EXAME.com - O mercado reagiu mal ao corte de gastos anunciado pelo ministro da Fazenda, Guido Mantega?

Figueiredo - A bolsa brasileira caiu naquele dia, mas isso não tem nada a ver com o corte de gastos. A visão dos analistas é de que o governo tomou medidas positivas no lado fiscal. Pela primeira vez, o ajuste foi feito com cortes, e não com aumento de impostos. Há ceticismo com o cumprimento dessas metas, mas o plano é o correto.

EXAME.com - A aprovação do salário mínimo de 545 reais seria suficiente para reverter esse ceticismo?

Figueiredo - Não, a política fiscal terá de ser cumprida ao longo do tempo. O salário mínimo é um sinal importante de que o governo está comprometido em cortar gastos, mas não é o único.

EXAME.com - O governo perdeu credibilidade na área fiscal nos últimos anos?
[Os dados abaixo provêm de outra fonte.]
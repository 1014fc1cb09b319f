//! Eight-digit seven-segment display
//!
//! Layout, left to right:
//! ```text
//! ┌───┬───┬───┬───┬───┬───┬───┬───┐
//! │ P │ P │ P │ P │ T │ H │ t │ U │
//! └───┴───┴───┴───┴───┴───┴───┴───┘
//!   fixed prefix    thousands … units of (sample / 100)
//! ```
//!
//! The buffer holds digit values; conversion to segment patterns happens
//! only when a position is refreshed.

use crate::config::PREFIX_DIGITS;
use crate::traits::SegmentDisplay;

/// Number of display positions
pub const DIGIT_COUNT: usize = 8;

/// Segment patterns (`.gfedcba`) for digits 0-9
pub const SEGMENT_CODES: [u8; 10] = [0x3F, 0x06, 0x5B, 0x4F, 0x66, 0x6D, 0x7D, 0x07, 0x7F, 0x6F];

/// Digits shown in the temperature field before the first sample
const BOOT_READING: [u8; DIGIT_COUNT - PREFIX_DIGITS] = [1, 1, 1, 7];

/// Split a °C × 100 sample into thousands, hundreds, tens and units of
/// whole degrees
///
/// Truncates twice: once when dropping the hundredths, once per digit.
/// Values of 10000°C and above lose their leading digits.
pub fn sample_digits(sample: u32) -> [u8; 4] {
    let mut value = sample / 100;
    let thousands = (value / 1000) % 10;
    value %= 1000;
    let hundreds = value / 100;
    value %= 100;
    let tens = value / 10;
    let units = value % 10;
    [thousands as u8, hundreds as u8, tens as u8, units as u8]
}

/// Digit values for every display position
#[derive(Debug, Clone, Copy, PartialEq, Eq)]
#[cfg_attr(feature = "defmt", derive(defmt::Format))]
pub struct DisplayBuffer {
    digits: [u8; DIGIT_COUNT],
}

impl DisplayBuffer {
    /// Create a buffer with the given fixed prefix and the boot reading
    pub fn new(prefix: [u8; PREFIX_DIGITS]) -> Self {
        let mut digits = [0u8; DIGIT_COUNT];
        digits[..PREFIX_DIGITS].copy_from_slice(&prefix);
        digits[PREFIX_DIGITS..].copy_from_slice(&BOOT_READING);
        Self { digits }
    }

    /// Show a new sample in the temperature field
    pub fn show_sample(&mut self, sample: u32) {
        self.digits[PREFIX_DIGITS..].copy_from_slice(&sample_digits(sample));
    }

    /// Digit values, left to right
    pub fn digits(&self) -> &[u8; DIGIT_COUNT] {
        &self.digits
    }
}

impl Default for DisplayBuffer {
    fn default() -> Self {
        Self::new([0; PREFIX_DIGITS])
    }
}

/// Round-robin multiplexing state
///
/// Each call to [`DisplayRefresh::refresh`] lights exactly one position.
/// The refresh rate therefore follows the main loop rate, not the control
/// tick.
#[derive(Debug, Clone, Default)]
pub struct DisplayRefresh {
    position: u8,
}

impl DisplayRefresh {
    pub const fn new() -> Self {
        Self { position: 0 }
    }

    /// Position that the next refresh will light
    pub fn position(&self) -> u8 {
        self.position
    }

    /// Light the current position and advance to the next one
    pub fn refresh<D: SegmentDisplay>(&mut self, buffer: &DisplayBuffer, display: &mut D) {
        let digit = buffer.digits[self.position as usize];
        let segments = SEGMENT_CODES.get(digit as usize).copied().unwrap_or(0);

        // Select lines drop before the segment lines change
        display.set_select(0);
        display.set_segments(segments);
        display.set_select(1 << self.position);

        self.position = (self.position + 1) % DIGIT_COUNT as u8;
    }
}
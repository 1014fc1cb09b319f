//! Telemetry rate divider

/// Counts control ticks and opens on every Nth one
///
/// The counter wraps silently; only `ticks % divisor` matters.
#[derive(Debug, Clone)]
pub struct TelemetryGate {
    ticks: u32,
    divisor: u32,
}

impl TelemetryGate {
    /// Create a gate that opens every `divisor` ticks
    ///
    /// A divisor of zero is treated as one.
    pub fn new(divisor: u32) -> Self {
        Self {
            ticks: 0,
            divisor: divisor.max(1),
        }
    }

    /// Count one tick; returns true when telemetry is due on this tick
    pub fn on_tick(&mut self) -> bool {
        self.ticks = self.ticks.wrapping_add(1);
        self.ticks % self.divisor == 0
    }

    /// Ticks counted since boot (wrapping)
    pub fn ticks(&self) -> u32 {
        self.ticks
    }
}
Figueiredo - Sem dúvida. Todo o superávit produzido nos últimos anos veio de crescimento de arrecadação. Os gastos subiram muito. Quando veio a crise, era natural que houvesse uma expansão, mas, mesmo após a recuperação da economia, o governo postergou a retirada dos estímulos. Em 2010, o resultado primário foi de 1,10% ou 1,20% do PIB. Embora o número divulgado tenha sido de 3%, em termos de superávit real foi um resultado muito baixo. E 100% das pessoas sabem fazer essa conta. O ceticismo deve-se ao que aconteceu nos últimos dois anos.